Remember when you were a kid and you tried to make shadows on the wall that looked like dogs and rabbits - and they didn't?
These people stuck with it.
Some people daydream about sitting on the deck of a cruise ship or laying on a beach in the Pacific. I daydream about taking our teardrop and heading out to isolated campgrounds.
Next summer is too far away.
I fixed the shower faucet down at Noel's house this afternoon. Didn't take but an hour, including a run to the hardware store for an O-ring. Our friendship has developed to the point where there's some good natured ribbing. I sure wish he wasn't sick.
Something is "worth" whatever someone will pay for it. Cars, houses, paint on a canvass. The difference is that only one of those claims to be art and to therefore have an intrinsic value. Art has no function except to elicit an emotional response by virtue of its aesthetics.
(Which means a '63 split window Vette is both a car and a piece of art. And worth a lot of money.)
So is art in the eye of the beholder? If a particular picture or sculpture elicits an emotional response in me is it therefore art? What if you find it inane? Is it art for me and not for you?
Is there any objective standard by which we can judge a painting or sculpture?

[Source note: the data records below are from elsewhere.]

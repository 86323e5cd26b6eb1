//! Caller side of `SET_PARAM`: slot acquisition, buffer resolution, fence
//! setup and the synchronous completion wait.

use std::sync::atomic::Ordering;
use std::time::Instant;

use gspn_spec::{CmdInfo, LayerId, NO_FD};

use crate::device::{Shared, Stats};
use crate::error::{GspnError, Result};
use crate::hal::{CoreId, FenceHandle};
use crate::kcmd::{Frame, Kcmd};
use crate::pool::ClaimedSlots;
use crate::program;

impl Shared {
    pub(crate) fn submit(&self, cmds: &mut [CmdInfo], async_flag: bool, pid: u32) -> Result<()> {
        let span = tracing::info_span!(
            "gspn_submit",
            pid,
            count = cmds.len(),
            async_flag,
            core = tracing::field::Empty
        );
        let _enter = span.enter();

        let n = cmds.len();
        if n == 0 || n > self.config.cmd_array_max {
            return Err(GspnError::InvalidArgument(format!(
                "command count {n} outside 1..={}",
                self.config.cmd_array_max
            )));
        }
        if let Some(err) = self.interrupt_reason() {
            return Err(err);
        }

        let deadline = Instant::now() + self.config.capacity_wait();
        let ids = self
            .pool
            .acquire_blocking(n, deadline, || self.interrupt_reason())?;
        let claimed = ClaimedSlots::new(&self.pool, ids, |kcmd| self.rollback_slot(kcmd));
        let frame = Frame::new(n, async_flag);

        for (index, (user, &id)) in cmds.iter().zip(claimed.ids()).enumerate() {
            let mut cmd = *user;
            cmd.misc.async_flag = async_flag;
            if !async_flag {
                cmd.clear_fences();
            }
            program::apply_enable_rules(&mut cmd)?;

            let mut kcmd = self.pool.slot(id);
            kcmd.cmd = cmd;
            kcmd.pid = pid;
            kcmd.user_index = index;
            kcmd.sub_cmd_total = cmd.split_total();
            kcmd.frame = Some(frame.clone());
            self.resolve_buffers(&mut kcmd)?;
        }

        let core = self.cores.select_least_loaded()?;
        span.record("core", core);

        {
            let mut point = self.cores.core(core).fence_point();
            let base = *point;
            for &id in claimed.ids() {
                self.pool.slot(id).fence_core = core;
            }
            if async_flag {
                for (k, &id) in claimed.ids().iter().enumerate() {
                    let mut kcmd = self.pool.slot(id);
                    self.import_acquire_fences(&mut kcmd)?;
                    self.create_release_fences(&mut kcmd, core, base + k as u64 + 1)?;
                }
                *point = base + n as u64;
                self.remain_async.fetch_add(n, Ordering::AcqRel);
            }
            self.cores.enqueue_fill(core, claimed.ids(), &self.pool);
        }

        if async_flag {
            for (user, &id) in cmds.iter_mut().zip(claimed.ids()) {
                let kcmd = self.pool.slot(id);
                for dest in LayerId::DESTINATIONS {
                    user.layer_mut(dest).rls_fen_fd = kcmd.cmd.layer(dest).rls_fen_fd;
                }
            }
        }
        claimed.commit();
        Stats::bump(&self.stats.frames);
        self.stats.commands.fetch_add(n as u64, Ordering::Relaxed);
        tracing::debug!(frame = frame.id(), "frame queued");
        self.wake.raise();

        if async_flag {
            return Ok(());
        }
        self.wait_sync(&frame)
    }

    fn wait_sync(&self, frame: &Frame) -> Result<()> {
        let deadline = Instant::now() + self.config.sync_wait();
        let all_done = || frame.done_count().is_some_and(|done| done >= frame.len());
        self.sync_done
            .wait_until(deadline, || all_done() || self.interrupt_reason().is_some());
        if all_done() {
            return match frame.first_error() {
                Some(err) => Err(err),
                None => Ok(()),
            };
        }
        if let Some(err) = self.interrupt_reason() {
            return Err(err);
        }
        tracing::warn!(
            frame = frame.id(),
            done = frame.done_count().unwrap_or(0),
            total = frame.len(),
            "synchronous frame did not complete in time"
        );
        Err(GspnError::Timeout)
    }

    /// Take a reference on every enabled layer's buffer. Layers holding the
    /// sentinel fd never reach the provider.
    fn resolve_buffers(&self, kcmd: &mut Kcmd) -> Result<()> {
        for id in LayerId::ALL {
            let layer = kcmd.cmd.layer(id);
            if !layer.has_buffer() {
                continue;
            }
            let fd = layer.share_fd;
            match self.buffers.resolve(fd) {
                Ok(handle) => kcmd.buffers[id.index()] = Some(handle),
                Err(err) => {
                    tracing::warn!(layer = id.name(), fd, error = %err, "buffer resolution failed");
                    return Err(GspnError::BufferResolution { layer: id, fd });
                }
            }
        }
        Ok(())
    }

    fn import_acquire_fences(&self, kcmd: &mut Kcmd) -> Result<()> {
        for id in LayerId::ALL {
            let layer = kcmd.cmd.layer(id);
            if !layer.has_acquire_fence() {
                continue;
            }
            let fd = layer.acq_fen_fd;
            let fence = self
                .fences
                .import(fd)
                .map_err(|err| GspnError::FenceCreation(format!("acquire fd {fd}: {err}")))?;
            kcmd.acq_fences.push(fence);
        }
        Ok(())
    }

    /// One release fence per enabled destination, all at `target` on `core`'s timeline.
    fn create_release_fences(&self, kcmd: &mut Kcmd, core: CoreId, target: u64) -> Result<()> {
        let timeline = *self.cores.core(core).timeline();
        for dest in LayerId::DESTINATIONS {
            if !kcmd.cmd.layer(dest).layer_en {
                kcmd.cmd.layer_mut(dest).rls_fen_fd = NO_FD;
                continue;
            }
            let (fence, fd): (FenceHandle, i32) = self
                .fences
                .create_fence(&timeline, target)
                .map_err(|err| GspnError::FenceCreation(err.to_string()))?;
            kcmd.rls_fences.push(fence);
            kcmd.cmd.layer_mut(dest).rls_fen_fd = fd;
        }
        Ok(())
    }

    /// Undo everything a failed submission took for one slot.
    fn rollback_slot(&self, kcmd: &mut Kcmd) {
        for handle in kcmd.buffers.iter_mut().filter_map(Option::take) {
            self.buffers.release(handle);
        }
        for fence in kcmd.acq_fences.drain(..).chain(kcmd.rls_fences.drain(..)) {
            self.fences.put(fence);
        }
    }
}
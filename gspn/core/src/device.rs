use std::sync::atomic::{AtomicBool, AtomicU64, AtomicUsize, Ordering};
use std::sync::{Arc, OnceLock};
use std::thread::{self, JoinHandle};

use gspn_spec::abi::{decode_cmd_array, patch_release_fences};
use gspn_spec::{
    Capability, ChipFamily, CmdInfo, CtlCode, ErrorCode, IoctlRequest, CAPABILITY_SIZE,
    CMD_INFO_SIZE,
};
use parking_lot::Mutex;
use serde::Serialize;

use crate::config::SchedulerConfig;
use crate::cores::{CoreManager, CoreStatus};
use crate::error::{GspnError, Result};
use crate::hal::{BufferProvider, CoreId, FenceProvider, HardwareRegs, TimelineHandle};
use crate::pool::CommandPool;
pub use crate::pool::Occupancy;
use crate::program::CoefCache;
use crate::sync::{Completion, Event, WakeSignal};
use crate::worker;

#[derive(Debug, Default)]
pub(crate) struct Stats {
    pub(crate) frames: AtomicU64,
    pub(crate) commands: AtomicU64,
    pub(crate) completions: AtomicU64,
    pub(crate) failures: AtomicU64,
    pub(crate) hardware_timeouts: AtomicU64,
    pub(crate) recoveries: AtomicU64,
    pub(crate) drained: AtomicU64,
    pub(crate) leak_repairs: AtomicU64,
    pub(crate) fence_wait_failures: AtomicU64,
    pub(crate) triggers: AtomicU64,
    pub(crate) exec_time_us: AtomicU64,
}

impl Stats {
    pub(crate) fn bump(counter: &AtomicU64) {
        counter.fetch_add(1, Ordering::Relaxed);
    }
}

/// Counters exposed for diagnostics.
#[derive(Debug, Clone, Default, PartialEq, Eq, Serialize)]
pub struct DeviceStats {
    /// Frames accepted.
    pub frames: u64,
    /// Commands accepted.
    pub commands: u64,
    /// Commands that completed without error.
    pub completions: u64,
    /// Commands that completed with an error.
    pub failures: u64,
    /// Cores that stayed busy past their deadline.
    pub hardware_timeouts: u64,
    /// Recovery invocations.
    pub recoveries: u64,
    /// Queued commands returned unexecuted by a suspend.
    pub drained: u64,
    /// Times the pool lists had to be rebuilt.
    pub leak_repairs: u64,
    /// Acquire fences that failed to signal in time.
    pub fence_wait_failures: u64,
    /// Hardware triggers issued.
    pub triggers: u64,
    /// Summed execution time of completed commands.
    pub exec_time_us: u64,
    /// Asynchronous commands whose release fences are still pending.
    pub remain_async: usize,
    /// Free command slots.
    pub empty_slots: usize,
    /// Free cores.
    pub free_cores: usize,
}

/// Result of [`GspnDevice::suspend`].
#[derive(Debug, Clone, Copy, PartialEq, Eq, Serialize)]
pub enum SuspendOutcome {
    /// The pipeline drained within the wait.
    Drained,
    /// The wait expired; registers were dumped and suspend proceeded anyway.
    Forced,
}

/// State shared by callers, the worker thread and interrupt callbacks.
pub(crate) struct Shared {
    pub(crate) config: SchedulerConfig,
    pub(crate) hw: Arc<dyn HardwareRegs>,
    pub(crate) buffers: Arc<dyn BufferProvider>,
    pub(crate) fences: Arc<dyn FenceProvider>,
    capability: OnceLock<Capability>,
    pub(crate) pool: CommandPool,
    pub(crate) cores: CoreManager,
    pub(crate) wake: Arc<WakeSignal>,
    pub(crate) sync_done: Event,
    pub(crate) suspend_done: Completion,
    pub(crate) suspend_round: AtomicU64,
    suspending: AtomicBool,
    shutdown: AtomicBool,
    pub(crate) remain_async: AtomicUsize,
    pub(crate) coef: Mutex<CoefCache>,
    pub(crate) stats: Stats,
}

impl Shared {
    pub(crate) fn capability(&self) -> &Capability {
        self.capability.get_or_init(|| {
            let chip_id = self.hw.chip_id();
            let family = ChipFamily::from_chip_id(chip_id);
            if family == ChipFamily::Baseline {
                tracing::info!(chip_id = format_args!("{chip_id:#010x}"), "unknown chip id, using baseline capability");
            }
            Capability::for_chip(chip_id)
        })
    }

    pub(crate) fn is_suspending(&self) -> bool {
        self.suspending.load(Ordering::Acquire)
    }

    pub(crate) fn is_shutdown(&self) -> bool {
        self.shutdown.load(Ordering::Acquire)
    }

    /// Reason a blocked caller must give up, if any.
    pub(crate) fn interrupt_reason(&self) -> Option<GspnError> {
        if self.is_shutdown() {
            Some(GspnError::Interrupted)
        } else if self.is_suspending() {
            Some(GspnError::DeviceSuspended)
        } else {
            None
        }
    }

    pub(crate) fn set_suspending(&self, value: bool) {
        self.suspending.store(value, Ordering::Release);
    }

    pub(crate) fn wake_everyone(&self) {
        self.wake.raise();
        self.pool.wake_waiters();
        self.sync_done.notify_all();
    }

    fn dispatch_ioctl(&self, pid: u32, raw: u32, user: &mut [u8]) -> Result<()> {
        let req = IoctlRequest::decode(raw);
        tracing::debug!(
            pid,
            nr = req.nr,
            count = req.count,
            async_flag = req.async_flag,
            param_size = req.param_size,
            "ioctl"
        );
        match req.ctl_code() {
            Some(CtlCode::GetCapability) => {
                let got = (req.param_size as usize).min(user.len());
                if got < CAPABILITY_SIZE {
                    return Err(GspnError::BufferTooSmall {
                        got,
                        need: CAPABILITY_SIZE,
                    });
                }
                self.capability()
                    .encode_into(user)
                    .map_err(|err| GspnError::CopyToUser(err.to_string()))
            }
            Some(CtlCode::SetParam) => {
                let n = req.count as usize;
                if n == 0 || n > self.config.cmd_array_max {
                    return Err(GspnError::InvalidArgument(format!(
                        "command count {n} outside 1..={}",
                        self.config.cmd_array_max
                    )));
                }
                if (req.param_size as usize) < CMD_INFO_SIZE {
                    return Err(GspnError::InvalidArgument(format!(
                        "parameter size {} smaller than a command ({CMD_INFO_SIZE})",
                        req.param_size
                    )));
                }
                let mut cmds = decode_cmd_array(user, n)
                    .map_err(|err| GspnError::CopyFromUser(err.to_string()))?;
                self.submit(&mut cmds, req.async_flag, pid)?;
                if req.async_flag {
                    for (index, cmd) in cmds.iter().enumerate() {
                        patch_release_fences(user, index, cmd)
                            .map_err(|err| GspnError::CopyToUser(err.to_string()))?;
                    }
                }
                Ok(())
            }
            None => Err(GspnError::Ctl(req.nr)),
        }
    }

    // Runs after the worker has stopped; nothing else touches the slots.
    fn teardown(&self) {
        for id in 0..self.pool.size() {
            let mut guard = self.pool.slot(id);
            let kcmd = &mut *guard;
            self.unmap_buffers(kcmd);
            for handle in kcmd.buffers.iter_mut().filter_map(Option::take) {
                self.buffers.release(handle);
            }
            for fence in kcmd.acq_fences.drain(..).chain(kcmd.rls_fences.drain(..)) {
                self.fences.put(fence);
            }
        }
        for core in self.cores.iter() {
            self.hw.disable(core.id());
            self.fences.destroy_timeline(*core.timeline());
        }
    }
}

/// A probed GSPN device: the pool, the cores and the running worker thread.
pub struct GspnDevice {
    shared: Arc<Shared>,
    worker: Option<JoinHandle<()>>,
}

impl std::fmt::Debug for GspnDevice {
    fn fmt(&self, f: &mut std::fmt::Formatter<'_>) -> std::fmt::Result {
        f.debug_struct("GspnDevice")
            .field("cores", &self.shared.cores.len())
            .field("slots", &self.shared.pool.size())
            .field("suspending", &self.shared.is_suspending())
            .finish()
    }
}

impl GspnDevice {
    /// Create timelines, claim interrupts and start the worker thread.
    pub fn probe(
        config: SchedulerConfig,
        hw: Arc<dyn HardwareRegs>,
        buffers: Arc<dyn BufferProvider>,
        fences: Arc<dyn FenceProvider>,
    ) -> Result<Self> {
        config.validate()?;
        let timelines = (0..config.core_count)
            .map(|core| fences.create_timeline(&format!("gspn_core{core}")))
            .collect::<std::result::Result<Vec<TimelineHandle>, _>>()?;

        let wake = Arc::new(WakeSignal::new());
        for core in 0..config.core_count {
            let wake = wake.clone();
            hw.request_irq(core, Arc::new(move || wake.raise()))?;
        }

        let shared = Arc::new(Shared {
            pool: CommandPool::new(config.kcmd_max),
            cores: CoreManager::new(timelines),
            coef: Mutex::new(CoefCache::new(config.coef_cache_max)),
            config,
            hw,
            buffers,
            fences,
            capability: OnceLock::new(),
            wake,
            sync_done: Event::new(),
            suspend_done: Completion::new(),
            suspend_round: AtomicU64::new(0),
            suspending: AtomicBool::new(false),
            shutdown: AtomicBool::new(false),
            remain_async: AtomicUsize::new(0),
            stats: Stats::default(),
        });
        let cap = *shared.capability();

        let worker_shared = shared.clone();
        let worker = thread::Builder::new()
            .name("gspn-worker".into())
            .spawn(move || worker::run(worker_shared))
            .map_err(|err| GspnError::Thread(err.to_string()))?;

        tracing::info!(
            cores = shared.cores.len(),
            slots = shared.pool.size(),
            version = cap.version,
            "gspn device probed"
        );
        Ok(Self {
            shared,
            worker: Some(worker),
        })
    }

    /// Cached capability report.
    pub fn capability(&self) -> Capability {
        *self.shared.capability()
    }

    /// Configuration the device runs with.
    pub fn config(&self) -> &SchedulerConfig {
        &self.shared.config
    }

    /// Handle a raw ioctl; `user` is the caller's parameter block.
    pub fn ioctl(&self, pid: u32, raw: u32, user: &mut [u8]) -> std::result::Result<(), ErrorCode> {
        self.shared.dispatch_ioctl(pid, raw, user).map_err(|err| {
            tracing::warn!(pid, error = %err, "ioctl failed");
            err.code()
        })
    }

    /// Submit a frame of commands. Asynchronous submissions return once queued,
    /// with release-fence fds written into `cmds`; synchronous ones wait for completion.
    pub fn submit(&self, cmds: &mut [CmdInfo], async_flag: bool, pid: u32) -> Result<()> {
        self.shared.submit(cmds, async_flag, pid)
    }

    /// Drain the pipeline and block further submissions.
    pub fn suspend(&self) -> SuspendOutcome {
        self.shared.suspend()
    }

    /// Accept submissions again; scaler coefficients are regenerated on next use.
    pub fn resume(&self) {
        self.shared.resume();
    }

    /// Whether a suspend is in effect.
    pub fn is_suspended(&self) -> bool {
        self.shared.is_suspending()
    }

    /// Interrupt entry point for `core`; only wakes the worker.
    pub fn irq(&self, core: CoreId) {
        tracing::trace!(core, "irq");
        self.shared.wake.raise();
    }

    /// Current status of one core.
    pub fn core_status(&self, core: CoreId) -> CoreStatus {
        self.shared.cores.core(core).status()
    }

    /// Timeline carrying `core`'s release fences.
    pub fn core_timeline(&self, core: CoreId) -> TimelineHandle {
        *self.shared.cores.core(core).timeline()
    }

    /// Which list holds each slot, taken under every list lock.
    pub fn occupancy(&self) -> Occupancy {
        let shared = &self.shared;
        let fills = shared.cores.fill_guards();
        let (empty, dissociation) = shared.pool.snapshot_lists();
        Occupancy {
            total: shared.pool.size(),
            empty,
            fill: fills.iter().map(|fill| fill.iter().copied().collect()).collect(),
            dissociation,
        }
    }

    /// Counter snapshot.
    pub fn stats(&self) -> DeviceStats {
        let shared = &self.shared;
        let s = &shared.stats;
        let load = |counter: &AtomicU64| counter.load(Ordering::Relaxed);
        DeviceStats {
            frames: load(&s.frames),
            commands: load(&s.commands),
            completions: load(&s.completions),
            failures: load(&s.failures),
            hardware_timeouts: load(&s.hardware_timeouts),
            recoveries: load(&s.recoveries),
            drained: load(&s.drained),
            leak_repairs: load(&s.leak_repairs),
            fence_wait_failures: load(&s.fence_wait_failures),
            triggers: load(&s.triggers),
            exec_time_us: load(&s.exec_time_us),
            remain_async: shared.remain_async.load(Ordering::Acquire),
            empty_slots: shared.pool.empty_len(),
            free_cores: shared.cores.free_count(),
        }
    }
}

impl Drop for GspnDevice {
    fn drop(&mut self) {
        let shared = &self.shared;
        shared.shutdown.store(true, Ordering::Release);
        shared.wake_everyone();
        if let Some(worker) = self.worker.take() {
            if worker.join().is_err() {
                tracing::error!("gspn worker panicked");
            }
        }
        shared.teardown();
        tracing::info!("gspn device removed");
    }
}
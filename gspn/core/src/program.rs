//! Turning a command into register writes.
//!
//! [`apply_enable_rules`] runs at submission and derives destination enables
//! and the scaling flag. [`validate`] and [`write_registers`] run on the
//! worker once the command is bound to a core. Scaler coefficient tables are
//! generated on demand and kept in a [`CoefCache`].

use gspn_spec::{Capability, CmdInfo, LayerId, RunMode, Size};

use crate::error::{GspnError, Result};
use crate::hal::{regs, CoreId, HardwareRegs};

/// Number of filter phases per table.
pub const PHASES: usize = 8;

/// Sum of the taps of one phase.
pub const COEF_UNITY: i32 = 256;

const HOR_TAPS_MAX: usize = 8;
const VER_TAPS_MAX: usize = 4;

/// Derive destination enables and `scale_en` from the source layers.
pub fn apply_enable_rules(cmd: &mut CmdInfo) -> Result<()> {
    cmd.misc.scale_en = false;
    match cmd.misc.run_mode {
        RunMode::Compose => {
            cmd.layer_mut(LayerId::Des2).layer_en = false;
            if !LayerId::SOURCES.iter().any(|&id| cmd.layer(id).layer_en) {
                return Err(GspnError::ParamCheck("no source layer enabled".into()));
            }
            cmd.layer_mut(LayerId::Des1).layer_en = true;
            let des1 = cmd.layer(LayerId::Des1);
            let input = if cmd.misc.scale_seq == 0 {
                cmd.layer(LayerId::L0).clip_size
            } else {
                des1.work_src_size
            };
            cmd.misc.scale_en = input != des1.scale_out_size;
        }
        RunMode::Dual => {
            let blend = [LayerId::L1, LayerId::L2, LayerId::L3]
                .iter()
                .any(|&id| cmd.layer(id).layer_en);
            cmd.layer_mut(LayerId::Des1).layer_en = blend;
            let l0 = cmd.layer(LayerId::L0);
            let (l0_en, l0_clip) = (l0.layer_en, l0.clip_size);
            cmd.layer_mut(LayerId::Des2).layer_en = l0_en;
            if l0_en {
                cmd.misc.scale_en = l0_clip != cmd.layer(LayerId::Des2).scale_out_size;
            }
        }
    }
    Ok(())
}

/// Source and destination sizes of the scaler for this command.
pub fn scale_geometry(cmd: &CmdInfo) -> (Size, Size) {
    match cmd.misc.run_mode {
        RunMode::Compose => {
            let des1 = cmd.layer(LayerId::Des1);
            let src = if cmd.misc.scale_seq == 0 {
                cmd.layer(LayerId::L0).clip_size
            } else {
                des1.work_src_size
            };
            (src, des1.scale_out_size)
        }
        RunMode::Dual => (
            cmd.layer(LayerId::L0).clip_size,
            cmd.layer(LayerId::Des2).scale_out_size,
        ),
    }
}

/// Check the command against the capability before any register is written.
pub fn validate(cap: &Capability, cmd: &CmdInfo) -> Result<()> {
    for id in LayerId::SOURCES {
        let layer = cmd.layer(id);
        if layer.layer_en && !cap.crop_in_range(layer.clip_size) {
            return Err(GspnError::ParamCheck(format!(
                "{} clip {}x{} outside crop range",
                id.name(),
                layer.clip_size.w,
                layer.clip_size.h
            )));
        }
    }
    if cmd.misc.htap4 > 7 {
        return Err(GspnError::ParamCheck(format!("htap4 {} out of range", cmd.misc.htap4)));
    }
    if !cmd.misc.scale_en {
        return Ok(());
    }

    let (src, dst) = scale_geometry(cmd);
    if !cap.crop_in_range(src) || !cap.out_in_range(dst) {
        return Err(GspnError::ParamCheck(format!(
            "scale {}x{} -> {}x{} outside size range",
            src.w, src.h, dst.w, dst.h
        )));
    }
    let limits = cap.scale_limits(cmd.misc.scale_seq);
    if !limits.allows(src.w, dst.w) || !limits.allows(src.h, dst.h) {
        return Err(GspnError::ParamCheck(format!(
            "scale ratio {}x{} -> {}x{} not supported",
            src.w, src.h, dst.w, dst.h
        )));
    }
    let up_w = dst.w > src.w;
    let up_h = dst.h > src.h;
    let down_w = dst.w < src.w;
    let down_h = dst.h < src.h;
    if ((up_w && down_h) || (down_w && up_h)) && !cap.scale_updown_sametime {
        return Err(GspnError::ParamCheck("mixed up and down scaling".into()));
    }
    Ok(())
}

fn misc_word(cmd: &CmdInfo) -> u32 {
    cmd.misc.run_mode.as_raw()
        | (u32::from(cmd.misc.scale_seq & 1) << 1)
        | (u32::from(cmd.misc.scale_en) << 2)
        | (u32::from(cmd.misc.htap4 & 7) << 4)
}

/// Write every layer and misc register for one part of the command.
pub fn write_registers(hw: &dyn HardwareRegs, core: CoreId, cmd: &CmdInfo, part: u32) {
    hw.write(core, regs::MISC, misc_word(cmd));
    hw.write(core, regs::SPLIT, part | (cmd.split_total() << 8));
    for id in LayerId::ALL {
        let layer = cmd.layer(id);
        let i = id.index();
        hw.write(core, regs::layer(i, regs::LAYER_CFG), u32::from(layer.layer_en));
        if !layer.layer_en {
            continue;
        }
        hw.write(core, regs::layer(i, regs::LAYER_ADDR_Y), layer.addr.y);
        hw.write(core, regs::layer(i, regs::LAYER_ADDR_U), layer.addr.u);
        hw.write(core, regs::layer(i, regs::LAYER_ADDR_V), layer.addr.v);
        hw.write(core, regs::layer(i, regs::LAYER_CLIP), layer.clip_size.to_reg());
        hw.write(core, regs::layer(i, regs::LAYER_OUT), layer.scale_out_size.to_reg());
        hw.write(core, regs::layer(i, regs::LAYER_WORK), layer.work_src_size.to_reg());
    }
}

/// Load a coefficient table into the core.
pub fn write_coefficients(hw: &dyn HardwareRegs, core: CoreId, table: &CoefTable) {
    for (i, word) in table.iter().enumerate() {
        hw.write(core, regs::COEF_TAB + (i as u32) * 4, *word);
    }
}

/// Start the programmed core.
pub fn trigger(hw: &dyn HardwareRegs, core: CoreId) {
    hw.write(core, regs::CTRL, regs::CTRL_TRIGGER);
}

/// Horizontal and vertical tap counts for an `htap4` code.
pub fn taps(htap4: u8) -> (usize, usize) {
    match htap4 {
        0 => (8, 4),
        1 => (4, 4),
        2 => (6, 4),
        3 => (2, 4),
        4 => (8, 2),
        5 => (4, 2),
        6 => (6, 2),
        7 => (2, 2),
        _ => (8, 4),
    }
}

/// Pre-decimation shift applied before large downscales.
pub fn decimation_order(src: u16, dst: u16) -> u32 {
    let (src, dst) = (u32::from(src), u32::from(dst));
    if dst * 4 < src && src <= dst * 8 {
        1
    } else if dst * 8 < src && src <= dst * 16 {
        2
    } else {
        0
    }
}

Try it with music. What if a 13-year old girl goes weak in the knees and sobs quietly every time she hears Teen Heartthrob sing "Baby, Baby," a song anyone with one semester of music theory would recognize as audio pap. Is it art? Does it go in the same drawer as "Nessun Dorma?" Or are there objective standards which make one composition art and another just bad, no matter how a particular individual responds to it?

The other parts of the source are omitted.